In order to provide a counteraction to the aerodynamic thrust that is developed by the impeller 37, a "balance piston" is provided by way of a low pressure cavity 59 behind the impeller wheel 37. A passage 61 is provided in the impeller 37 in order to maintain the pressure in the cavity 59 at the same low pressure as the compressor suction indicated generally by the numeral 60. This pressure (downstream of the guide vanes 70) typically varies from around 77 psia at full load, down to 40 psia at 10% load. Since the pressure in the transmission casing is higher (i.e., equal to the compressor suction pressure upstream of the inlet guide vanes 70, or about 78-79 psia) than that in the cavity 59, and especially at part load operation, a labyrinth seal 62 with its associated teeth 63 is provided between the bearing 40 and the impeller 37 to seal that area against the flow of oil from the transmission into the balance piston 59. This concept is well known as is the further concept of pressurizing the labyrinth seal by exerting a high pressure gas thereon. If, as is customary, high pressure gas from the discharge line is used to pressurize the labyrinth seal 62, then the substantial pressure differential will cause the high pressure vapor, (i.e. around 200 psia) to flow from the labyrinth seal 62 to the low pressure sections of the system to thereby reduce the efficiency thereof. This flow can occur in two directions as indicated by the arrows in figures 1 and 2. It can flow along passage 61 to the compression suction 60 or it can flow along passage 57 to the sump 58, from where it can flow as indicated by the arrows in figure 1, through the vent opening 55, the tube 65, the suction pipe 75 and finally to the compressor suction 60.

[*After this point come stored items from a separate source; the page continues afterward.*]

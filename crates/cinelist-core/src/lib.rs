pub mod error;
pub mod pagination;
pub mod storage;
pub mod view;
pub mod watchlist;

pub use error::StorageError;
pub use pagination::PageCursor;
pub use storage::{DurableStorage, FileStorage, MemoryStorage};
pub use view::{genre_name, genre_options, GenreFilter, WatchlistQuery, WatchlistSummary};
pub use watchlist::{Persistence, SubscriptionId, WatchlistStore};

In order to prevent these losses, the labyrinth seal 62 has instead, been pressurized with the refrigerant vapor in the motor chamber 45, which vapor passes through the line 48, the passage 52, and a passage 66 in the labyrinth seal 62. Thus, the labyrinth seal 62 is pressurized at the motor casing pressure of 85-86 psia, which is 6-8 psi above the transmission pressure.
With this pressure differential being so minimized, the losses that would result from the labyrinth pressurization gas leaking back into the transmission and eventually into the compressor suction 60 is therefore also minimized. Similarly, with the pressure differential between the labyrinth seal 62 and the compressor suction 60 being minimized, the losses that result from the leakage of labyrinth pressurization gas leaking directly into the compressor suction 60 by way of the passage 61 is also minimized.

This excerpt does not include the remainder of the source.